EXERCISE AIM: For the records that follow, please set down exactly the lines between the one holding "if top == node" and the one holding "let Some(index) = self", inclusive, and only those.

THE DATA:
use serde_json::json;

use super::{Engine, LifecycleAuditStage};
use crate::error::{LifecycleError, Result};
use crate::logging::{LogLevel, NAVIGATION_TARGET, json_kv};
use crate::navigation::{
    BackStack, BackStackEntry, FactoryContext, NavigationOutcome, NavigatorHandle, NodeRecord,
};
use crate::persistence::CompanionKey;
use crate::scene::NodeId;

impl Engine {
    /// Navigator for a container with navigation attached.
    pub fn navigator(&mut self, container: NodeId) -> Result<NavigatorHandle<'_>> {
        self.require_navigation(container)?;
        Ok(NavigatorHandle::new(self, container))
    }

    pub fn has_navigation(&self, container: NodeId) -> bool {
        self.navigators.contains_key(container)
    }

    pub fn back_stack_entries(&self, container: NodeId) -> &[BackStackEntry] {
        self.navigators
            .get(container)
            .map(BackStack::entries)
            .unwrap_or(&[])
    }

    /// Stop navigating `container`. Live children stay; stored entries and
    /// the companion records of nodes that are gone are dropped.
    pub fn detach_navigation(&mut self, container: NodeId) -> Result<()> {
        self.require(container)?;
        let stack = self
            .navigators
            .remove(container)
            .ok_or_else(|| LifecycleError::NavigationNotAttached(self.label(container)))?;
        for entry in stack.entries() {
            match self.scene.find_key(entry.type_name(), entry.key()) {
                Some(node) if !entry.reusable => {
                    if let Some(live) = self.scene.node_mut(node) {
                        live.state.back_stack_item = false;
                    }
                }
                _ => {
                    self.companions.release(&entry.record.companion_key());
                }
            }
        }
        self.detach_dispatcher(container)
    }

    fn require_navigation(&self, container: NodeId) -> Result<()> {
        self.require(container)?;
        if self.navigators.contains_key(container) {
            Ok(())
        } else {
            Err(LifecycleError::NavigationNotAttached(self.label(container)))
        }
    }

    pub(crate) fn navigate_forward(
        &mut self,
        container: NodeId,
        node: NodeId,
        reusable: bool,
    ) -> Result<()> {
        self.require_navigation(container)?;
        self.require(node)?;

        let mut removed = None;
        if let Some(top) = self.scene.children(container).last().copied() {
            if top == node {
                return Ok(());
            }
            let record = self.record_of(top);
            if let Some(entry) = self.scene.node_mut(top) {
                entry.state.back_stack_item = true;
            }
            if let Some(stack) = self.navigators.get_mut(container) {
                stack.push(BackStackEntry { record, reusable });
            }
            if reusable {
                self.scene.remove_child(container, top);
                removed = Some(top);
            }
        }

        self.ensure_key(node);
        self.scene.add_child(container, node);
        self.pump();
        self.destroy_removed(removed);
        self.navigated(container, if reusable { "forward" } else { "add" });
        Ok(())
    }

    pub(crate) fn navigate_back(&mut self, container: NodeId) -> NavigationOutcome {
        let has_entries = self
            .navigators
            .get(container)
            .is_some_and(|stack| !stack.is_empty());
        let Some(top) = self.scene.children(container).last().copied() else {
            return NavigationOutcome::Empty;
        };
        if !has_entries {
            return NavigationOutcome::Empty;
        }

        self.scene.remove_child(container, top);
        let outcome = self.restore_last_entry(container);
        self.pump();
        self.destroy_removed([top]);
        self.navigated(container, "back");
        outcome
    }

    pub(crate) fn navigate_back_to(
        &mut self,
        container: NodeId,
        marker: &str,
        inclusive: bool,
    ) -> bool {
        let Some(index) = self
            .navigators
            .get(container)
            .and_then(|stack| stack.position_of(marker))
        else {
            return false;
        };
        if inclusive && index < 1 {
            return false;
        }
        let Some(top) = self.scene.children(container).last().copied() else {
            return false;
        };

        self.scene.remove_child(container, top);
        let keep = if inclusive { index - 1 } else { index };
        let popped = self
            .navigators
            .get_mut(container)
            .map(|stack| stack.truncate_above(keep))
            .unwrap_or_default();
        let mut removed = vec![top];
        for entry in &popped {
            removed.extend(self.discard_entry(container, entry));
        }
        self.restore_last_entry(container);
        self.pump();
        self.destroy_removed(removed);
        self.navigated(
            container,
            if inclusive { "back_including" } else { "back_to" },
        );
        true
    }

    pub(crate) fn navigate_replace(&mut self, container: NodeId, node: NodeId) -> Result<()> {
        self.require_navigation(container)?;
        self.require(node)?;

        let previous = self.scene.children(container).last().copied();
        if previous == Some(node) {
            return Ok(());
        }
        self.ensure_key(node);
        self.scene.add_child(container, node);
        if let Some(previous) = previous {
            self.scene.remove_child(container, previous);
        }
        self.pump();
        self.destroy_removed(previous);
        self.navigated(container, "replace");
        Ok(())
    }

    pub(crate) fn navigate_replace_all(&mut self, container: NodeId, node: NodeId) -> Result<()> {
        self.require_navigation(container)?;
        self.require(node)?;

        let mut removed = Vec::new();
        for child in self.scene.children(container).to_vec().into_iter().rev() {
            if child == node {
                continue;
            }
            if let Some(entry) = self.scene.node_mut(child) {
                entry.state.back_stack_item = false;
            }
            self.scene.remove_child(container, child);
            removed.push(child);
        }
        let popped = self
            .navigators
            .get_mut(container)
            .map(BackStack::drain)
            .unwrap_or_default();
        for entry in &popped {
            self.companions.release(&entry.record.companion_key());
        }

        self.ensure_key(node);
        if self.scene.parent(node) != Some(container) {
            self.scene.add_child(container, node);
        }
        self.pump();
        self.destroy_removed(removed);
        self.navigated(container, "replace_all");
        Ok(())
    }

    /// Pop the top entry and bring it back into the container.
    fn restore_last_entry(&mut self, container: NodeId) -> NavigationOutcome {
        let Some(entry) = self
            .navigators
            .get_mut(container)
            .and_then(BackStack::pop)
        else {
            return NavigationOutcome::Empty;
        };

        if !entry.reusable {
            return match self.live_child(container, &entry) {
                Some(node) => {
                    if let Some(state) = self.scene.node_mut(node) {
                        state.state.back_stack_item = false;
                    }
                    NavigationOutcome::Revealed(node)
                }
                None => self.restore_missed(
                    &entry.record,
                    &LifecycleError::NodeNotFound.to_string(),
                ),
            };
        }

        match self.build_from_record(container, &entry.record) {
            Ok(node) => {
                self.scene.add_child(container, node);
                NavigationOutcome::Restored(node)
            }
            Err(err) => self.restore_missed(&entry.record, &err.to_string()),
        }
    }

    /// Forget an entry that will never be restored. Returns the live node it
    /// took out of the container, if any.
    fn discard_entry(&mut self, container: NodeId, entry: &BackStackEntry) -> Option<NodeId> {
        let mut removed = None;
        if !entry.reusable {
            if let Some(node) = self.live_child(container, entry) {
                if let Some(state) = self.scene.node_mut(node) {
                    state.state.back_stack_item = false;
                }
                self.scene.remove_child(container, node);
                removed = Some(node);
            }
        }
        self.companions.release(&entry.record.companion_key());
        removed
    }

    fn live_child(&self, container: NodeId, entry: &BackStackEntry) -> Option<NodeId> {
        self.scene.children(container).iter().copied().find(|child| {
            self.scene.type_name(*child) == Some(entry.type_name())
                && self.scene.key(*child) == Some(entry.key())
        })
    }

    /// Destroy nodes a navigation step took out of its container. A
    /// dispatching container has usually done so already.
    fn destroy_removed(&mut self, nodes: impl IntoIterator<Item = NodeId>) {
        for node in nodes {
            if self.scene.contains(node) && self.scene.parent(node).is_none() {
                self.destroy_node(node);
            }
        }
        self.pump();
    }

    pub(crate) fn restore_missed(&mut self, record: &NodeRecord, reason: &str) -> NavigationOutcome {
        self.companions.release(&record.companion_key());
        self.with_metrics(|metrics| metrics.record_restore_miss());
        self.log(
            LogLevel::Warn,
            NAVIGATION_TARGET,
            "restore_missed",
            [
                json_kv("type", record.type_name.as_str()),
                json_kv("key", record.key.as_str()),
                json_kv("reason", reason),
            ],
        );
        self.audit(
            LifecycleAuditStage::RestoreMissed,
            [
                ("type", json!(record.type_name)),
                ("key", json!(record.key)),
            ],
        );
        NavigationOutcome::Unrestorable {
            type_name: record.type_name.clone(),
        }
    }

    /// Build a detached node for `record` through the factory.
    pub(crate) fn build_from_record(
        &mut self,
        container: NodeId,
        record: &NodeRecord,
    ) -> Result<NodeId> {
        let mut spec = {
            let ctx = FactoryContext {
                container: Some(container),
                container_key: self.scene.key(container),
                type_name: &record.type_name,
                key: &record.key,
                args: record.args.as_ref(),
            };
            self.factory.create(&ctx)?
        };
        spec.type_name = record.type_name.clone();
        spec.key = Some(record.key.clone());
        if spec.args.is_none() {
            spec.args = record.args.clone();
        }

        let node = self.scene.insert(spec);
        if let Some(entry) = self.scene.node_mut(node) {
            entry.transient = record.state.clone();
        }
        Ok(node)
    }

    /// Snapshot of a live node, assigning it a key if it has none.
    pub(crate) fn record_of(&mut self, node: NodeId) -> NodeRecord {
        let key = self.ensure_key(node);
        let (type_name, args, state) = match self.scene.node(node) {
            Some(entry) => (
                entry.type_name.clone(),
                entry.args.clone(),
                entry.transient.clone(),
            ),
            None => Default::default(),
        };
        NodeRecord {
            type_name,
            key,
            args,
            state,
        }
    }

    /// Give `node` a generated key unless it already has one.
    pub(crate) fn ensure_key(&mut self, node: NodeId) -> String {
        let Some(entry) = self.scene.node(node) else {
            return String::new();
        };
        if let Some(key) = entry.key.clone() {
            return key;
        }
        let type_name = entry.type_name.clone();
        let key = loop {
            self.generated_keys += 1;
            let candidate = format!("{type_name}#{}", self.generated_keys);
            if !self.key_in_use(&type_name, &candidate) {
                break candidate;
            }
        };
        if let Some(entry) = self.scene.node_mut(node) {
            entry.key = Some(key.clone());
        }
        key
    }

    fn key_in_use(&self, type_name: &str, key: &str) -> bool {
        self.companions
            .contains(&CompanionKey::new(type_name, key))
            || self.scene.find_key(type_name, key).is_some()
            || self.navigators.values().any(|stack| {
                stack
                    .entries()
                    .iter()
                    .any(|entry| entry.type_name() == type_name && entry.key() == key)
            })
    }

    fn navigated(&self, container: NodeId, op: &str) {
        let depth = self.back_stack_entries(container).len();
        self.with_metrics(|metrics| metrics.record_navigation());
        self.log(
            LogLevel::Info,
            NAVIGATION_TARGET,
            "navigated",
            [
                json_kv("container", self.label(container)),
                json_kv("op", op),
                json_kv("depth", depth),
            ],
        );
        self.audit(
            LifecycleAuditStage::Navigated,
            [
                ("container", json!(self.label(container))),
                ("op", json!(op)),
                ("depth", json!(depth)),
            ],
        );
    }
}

...

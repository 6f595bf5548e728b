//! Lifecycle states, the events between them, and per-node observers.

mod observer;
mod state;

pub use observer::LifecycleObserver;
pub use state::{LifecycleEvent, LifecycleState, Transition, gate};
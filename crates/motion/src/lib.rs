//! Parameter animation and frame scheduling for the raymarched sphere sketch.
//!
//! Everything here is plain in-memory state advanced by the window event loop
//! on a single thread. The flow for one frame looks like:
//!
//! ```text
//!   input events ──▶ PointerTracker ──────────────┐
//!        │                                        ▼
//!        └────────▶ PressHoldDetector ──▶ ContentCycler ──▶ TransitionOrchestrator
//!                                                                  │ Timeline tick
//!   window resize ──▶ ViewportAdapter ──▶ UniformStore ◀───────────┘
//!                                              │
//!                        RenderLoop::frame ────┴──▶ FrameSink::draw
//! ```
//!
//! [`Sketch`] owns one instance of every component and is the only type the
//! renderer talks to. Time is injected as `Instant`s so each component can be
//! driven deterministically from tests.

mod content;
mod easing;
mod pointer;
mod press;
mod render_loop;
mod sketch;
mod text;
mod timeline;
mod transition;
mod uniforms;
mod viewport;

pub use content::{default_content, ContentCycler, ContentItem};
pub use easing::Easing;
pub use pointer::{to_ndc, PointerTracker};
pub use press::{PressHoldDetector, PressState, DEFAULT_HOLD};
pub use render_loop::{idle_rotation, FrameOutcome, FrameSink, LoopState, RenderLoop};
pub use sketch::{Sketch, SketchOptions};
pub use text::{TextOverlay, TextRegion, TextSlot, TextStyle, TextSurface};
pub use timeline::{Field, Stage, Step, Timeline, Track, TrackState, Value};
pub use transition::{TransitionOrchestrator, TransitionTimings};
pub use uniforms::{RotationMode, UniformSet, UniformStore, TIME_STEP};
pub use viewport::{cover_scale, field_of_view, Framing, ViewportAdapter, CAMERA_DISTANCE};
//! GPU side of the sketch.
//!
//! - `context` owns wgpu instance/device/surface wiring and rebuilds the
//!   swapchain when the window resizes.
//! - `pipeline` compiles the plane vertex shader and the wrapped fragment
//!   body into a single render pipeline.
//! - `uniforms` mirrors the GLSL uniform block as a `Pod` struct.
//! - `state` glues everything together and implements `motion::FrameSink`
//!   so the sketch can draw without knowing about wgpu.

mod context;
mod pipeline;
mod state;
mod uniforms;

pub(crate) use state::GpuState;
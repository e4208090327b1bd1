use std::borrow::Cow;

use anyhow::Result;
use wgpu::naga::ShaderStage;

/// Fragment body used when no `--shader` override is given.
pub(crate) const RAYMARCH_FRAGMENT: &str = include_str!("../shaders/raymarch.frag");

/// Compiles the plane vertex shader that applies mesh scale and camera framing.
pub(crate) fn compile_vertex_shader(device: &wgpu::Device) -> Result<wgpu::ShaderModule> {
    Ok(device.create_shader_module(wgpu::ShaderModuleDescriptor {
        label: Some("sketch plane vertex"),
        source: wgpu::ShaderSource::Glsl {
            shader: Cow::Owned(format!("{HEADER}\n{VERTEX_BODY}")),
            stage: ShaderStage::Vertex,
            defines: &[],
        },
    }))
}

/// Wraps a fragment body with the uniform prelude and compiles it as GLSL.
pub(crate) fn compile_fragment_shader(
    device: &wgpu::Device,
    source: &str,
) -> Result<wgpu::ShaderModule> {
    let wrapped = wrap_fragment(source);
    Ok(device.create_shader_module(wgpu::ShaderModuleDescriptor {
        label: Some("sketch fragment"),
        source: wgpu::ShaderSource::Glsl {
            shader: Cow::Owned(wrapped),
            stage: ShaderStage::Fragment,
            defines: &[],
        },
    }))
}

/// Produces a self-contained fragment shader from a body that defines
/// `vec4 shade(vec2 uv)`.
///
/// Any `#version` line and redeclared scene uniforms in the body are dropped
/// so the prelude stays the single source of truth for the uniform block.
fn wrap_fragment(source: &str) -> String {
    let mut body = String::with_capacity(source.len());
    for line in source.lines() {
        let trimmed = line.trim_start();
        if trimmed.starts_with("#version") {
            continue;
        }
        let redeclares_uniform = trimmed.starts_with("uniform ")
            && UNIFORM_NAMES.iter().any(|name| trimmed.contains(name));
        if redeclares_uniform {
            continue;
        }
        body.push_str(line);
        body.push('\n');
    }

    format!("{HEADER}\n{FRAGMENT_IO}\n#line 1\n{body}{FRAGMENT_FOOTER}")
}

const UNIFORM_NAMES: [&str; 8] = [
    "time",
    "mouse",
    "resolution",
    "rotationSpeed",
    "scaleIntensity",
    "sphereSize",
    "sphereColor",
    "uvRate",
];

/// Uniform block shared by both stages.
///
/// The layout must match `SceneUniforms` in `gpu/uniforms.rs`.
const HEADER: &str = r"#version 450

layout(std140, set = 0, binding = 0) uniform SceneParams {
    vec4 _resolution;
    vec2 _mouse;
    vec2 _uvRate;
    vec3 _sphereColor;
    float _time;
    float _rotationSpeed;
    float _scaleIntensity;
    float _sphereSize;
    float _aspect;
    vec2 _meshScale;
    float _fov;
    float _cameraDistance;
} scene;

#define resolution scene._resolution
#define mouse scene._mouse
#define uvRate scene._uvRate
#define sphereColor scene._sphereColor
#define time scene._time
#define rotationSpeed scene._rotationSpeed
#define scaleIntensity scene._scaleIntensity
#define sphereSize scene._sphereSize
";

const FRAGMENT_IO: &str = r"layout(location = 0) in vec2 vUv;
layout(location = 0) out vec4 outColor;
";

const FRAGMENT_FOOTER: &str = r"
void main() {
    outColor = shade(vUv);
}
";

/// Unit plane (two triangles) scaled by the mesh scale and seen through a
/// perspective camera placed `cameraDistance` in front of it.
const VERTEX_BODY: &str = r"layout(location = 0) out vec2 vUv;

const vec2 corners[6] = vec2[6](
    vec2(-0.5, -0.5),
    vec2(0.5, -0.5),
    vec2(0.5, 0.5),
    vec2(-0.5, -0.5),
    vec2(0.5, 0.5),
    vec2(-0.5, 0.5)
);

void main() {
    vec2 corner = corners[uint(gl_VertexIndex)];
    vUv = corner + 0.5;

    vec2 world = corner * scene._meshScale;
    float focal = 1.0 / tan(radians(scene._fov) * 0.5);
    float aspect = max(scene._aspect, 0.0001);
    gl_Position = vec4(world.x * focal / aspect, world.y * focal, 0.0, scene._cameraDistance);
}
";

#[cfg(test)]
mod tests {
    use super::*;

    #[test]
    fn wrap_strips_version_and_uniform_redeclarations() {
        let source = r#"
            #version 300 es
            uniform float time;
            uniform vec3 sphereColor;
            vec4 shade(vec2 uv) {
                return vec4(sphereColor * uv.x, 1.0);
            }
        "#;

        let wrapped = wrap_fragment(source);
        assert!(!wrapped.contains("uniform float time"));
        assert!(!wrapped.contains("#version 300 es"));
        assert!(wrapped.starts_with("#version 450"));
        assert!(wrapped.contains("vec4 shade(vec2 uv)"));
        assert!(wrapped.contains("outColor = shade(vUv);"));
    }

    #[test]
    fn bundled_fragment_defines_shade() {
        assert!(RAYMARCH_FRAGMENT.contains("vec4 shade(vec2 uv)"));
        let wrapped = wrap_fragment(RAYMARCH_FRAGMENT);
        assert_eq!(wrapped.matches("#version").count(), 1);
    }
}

WRITTEN REPLY:
            if top == node {
                return Ok(());
            }
            let record = self.record_of(top);
            if let Some(entry) = self.scene.node_mut(top) {
                entry.state.back_stack_item = true;
            }
            if let Some(stack) = self.navigators.get_mut(container) {
                stack.push(BackStackEntry { record, reusable });
            }
            if reusable {
                self.scene.remove_child(container, top);
                removed = Some(top);
            }
        }

        self.ensure_key(node);
        self.scene.add_child(container, node);
        self.pump();
        self.destroy_removed(removed);
        self.navigated(container, if reusable { "forward" } else { "add" });
        Ok(())
    }

    pub(crate) fn navigate_back(&mut self, container: NodeId) -> NavigationOutcome {
        let has_entries = self
            .navigators
            .get(container)
            .is_some_and(|stack| !stack.is_empty());
        let Some(top) = self.scene.children(container).last().copied() else {
            return NavigationOutcome::Empty;
        };
        if !has_entries {
            return NavigationOutcome::Empty;
        }

        self.scene.remove_child(container, top);
        let outcome = self.restore_last_entry(container);
        self.pump();
        self.destroy_removed([top]);
        self.navigated(container, "back");
        outcome
    }

    pub(crate) fn navigate_back_to(
        &mut self,
        container: NodeId,
        marker: &str,
        inclusive: bool,
    ) -> bool {
        let Some(index) = self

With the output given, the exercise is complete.